Open thatcode opened 1 year ago

thatcode commented 1 year ago

The comment on https://github.com/fillipe-gsm/python-tsp/blob/master/python_tsp/exact/brute_force.py#L32 says: However, we can fix node 0 and permutate only the remaining.

This is true for closed loops - once you've found the best you can rotate the loop until any node you want is node 0.

Is it really true for open loops? I haven't worked out a counter example yet, but I'm sure one can exist with not much effort!

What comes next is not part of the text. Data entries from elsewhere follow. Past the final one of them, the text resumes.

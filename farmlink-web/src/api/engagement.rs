//! Video engagement: likes, comments, deletion

use axum::{
    extract::{Path, State},
    http::{header, HeaderMap, Method, StatusCode},
    response::{IntoResponse, Redirect, Response},
    routing::{get, post},
    Form, Json, Router,
};
use serde::Deserialize;
use serde_json::json;

use farmlink_common::Error;

use crate::error::ApiResult;
use crate::extract::CurrentUser;
use crate::services::media::MediaKind;
use crate::{db, AppState};

/// GET|POST /video/like/:video_id
///
/// Toggle, not a set operation: two calls return the like to its original
/// state. POST answers JSON for fetch callers; GET navigates back.
pub async fn like_video(
    State(state): State<AppState>,
    current: CurrentUser,
    Path(video_id): Path<i64>,
    method: Method,
    headers: HeaderMap,
) -> ApiResult<Response> {
    if db::videos::find_by_id(&state.db, video_id).await?.is_none() {
        return Err(Error::NotFound(format!("Video {} not found", video_id)).into());
    }

    let liked = db::videos::toggle_like(&state.db, current.user.id, video_id).await?;
    tracing::debug!(user_id = current.user.id, video_id, liked, "Like toggled");

    if method == Method::POST {
        let likes = db::videos::like_count(&state.db, video_id).await?;
        return Ok(Json(json!({ "status": "success", "liked": liked, "likes": likes })).into_response());
    }

    Ok(Redirect::to(referrer(&headers, "/")).into_response())
}

#[derive(Debug, Deserialize)]
pub struct CommentForm {
    #[serde(default)]
    pub comment: Option<String>,
}

/// POST /video/comment/:video_id
///
/// Empty or absent text is a silent no-op; either way the caller is sent
/// back where it came from.
pub async fn comment_video(
    State(state): State<AppState>,
    current: CurrentUser,
    Path(video_id): Path<i64>,
    headers: HeaderMap,
    Form(form): Form<CommentForm>,
) -> ApiResult<Response> {
    if let Some(text) = form.comment.as_deref().filter(|t| !t.trim().is_empty()) {
        if db::videos::find_by_id(&state.db, video_id).await?.is_none() {
            return Err(Error::NotFound(format!("Video {} not found", video_id)).into());
        }

        db::videos::add_comment(&state.db, current.user.id, video_id, text, &current.user.name)
            .await?;
        tracing::debug!(user_id = current.user.id, video_id, "Comment added");
    }

    Ok(Redirect::to(referrer(&headers, "/")).into_response())
}

/// POST /delete_video/:video_id
///
/// Owner-only. Backing files are removed best-effort first; the row cascade
/// (comments, likes, video) is transactional, and a store error rolls it
/// back and reports a 500.
pub async fn delete_video(
    State(state): State<AppState>,
    current: CurrentUser,
    Path(video_id): Path<i64>,
) -> ApiResult<Response> {
    let video = db::videos::find_by_id(&state.db, video_id)
        .await?
        .ok_or_else(|| Error::NotFound(format!("Video {} not found", video_id)))?;

    if video.farmer_id != current.user.id {
        return Ok((
            StatusCode::FORBIDDEN,
            Json(json!({ "status": "error", "message": "Unauthorized" })),
        )
            .into_response());
    }

    state.media.remove(MediaKind::Video, &video.video_path);
    state.media.remove(MediaKind::Thumbnail, &video.thumbnail_path);

    if let Err(e) = db::videos::delete_video_records(&state.db, video_id).await {
        tracing::error!(video_id, error = %e, "Video deletion failed");
        return Err(Error::DeletionFailed(e.to_string()).into());
    }

    tracing::info!(video_id, farmer_id = current.user.id, "Video deleted");

    Ok(Json(json!({ "status": "success" })).into_response())
}

fn referrer<'a>(headers: &'a HeaderMap, fallback: &'a str) -> &'a str {
    headers
        .get(header::REFERER)
        .and_then(|value| value.to_str().ok())
        .filter(|value| !value.is_empty())
        .unwrap_or(fallback)
}

/// Build engagement routes
pub fn engagement_routes() -> Router<AppState> {
    Router::new()
        .route("/video/like/:video_id", get(like_video).post(like_video))
        .route("/video/comment/:video_id", post(comment_video))
        .route("/delete_video/:video_id", post(delete_video))
}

thatcode commented 1 year ago
#!/usr/bin/env python3

import numpy as np
from python_tsp.exact import solve_tsp_dynamic_programming

distance_matrix = np.array(
    [
        [0, 4, 4, 10],
        [4, 0, 8, 5],
        [4, 8, 0, 3],
        [10, 5, 3, 0],
    ]
)
distance_matrix[:, 0] = 0
permutation, distance = solve_tsp_dynamic_programming(distance_matrix)

print(distance)
print(permutation)

Output:

12
[0, 1, 3, 2]

Expected output:

11
[1, 0, 2, 3]
fillipe-gsm commented 1 year ago

Hi, @thatcode , sorry for the late answer

You bring a very valid point and a nice example. But there may be some caveats with letting the algorithm choosing the initial node freely:

With all that said, I think the best approach is to implement a start_node argument to the solvers to make this explicit. For all solvers but Dynamic Programming it can receive value None, in which case the first node also varies with the rest. This also handles this open issue.

What do you think?

thatcode commented 1 year ago

Thanks for your reply :)

Since posting this I had also realised that, in the actual travelling salesman problem the 1st city is their home, so can't change. And you do implement this faithfully!

Given this, I think a minimal fix would be to update your README.md (the "Open TSP problem" section) to make it clearer that node 0 is fixed! I just followed (literally copy/pasted...) the distance_matrix[:, 0] = 0 line then was a bit confused!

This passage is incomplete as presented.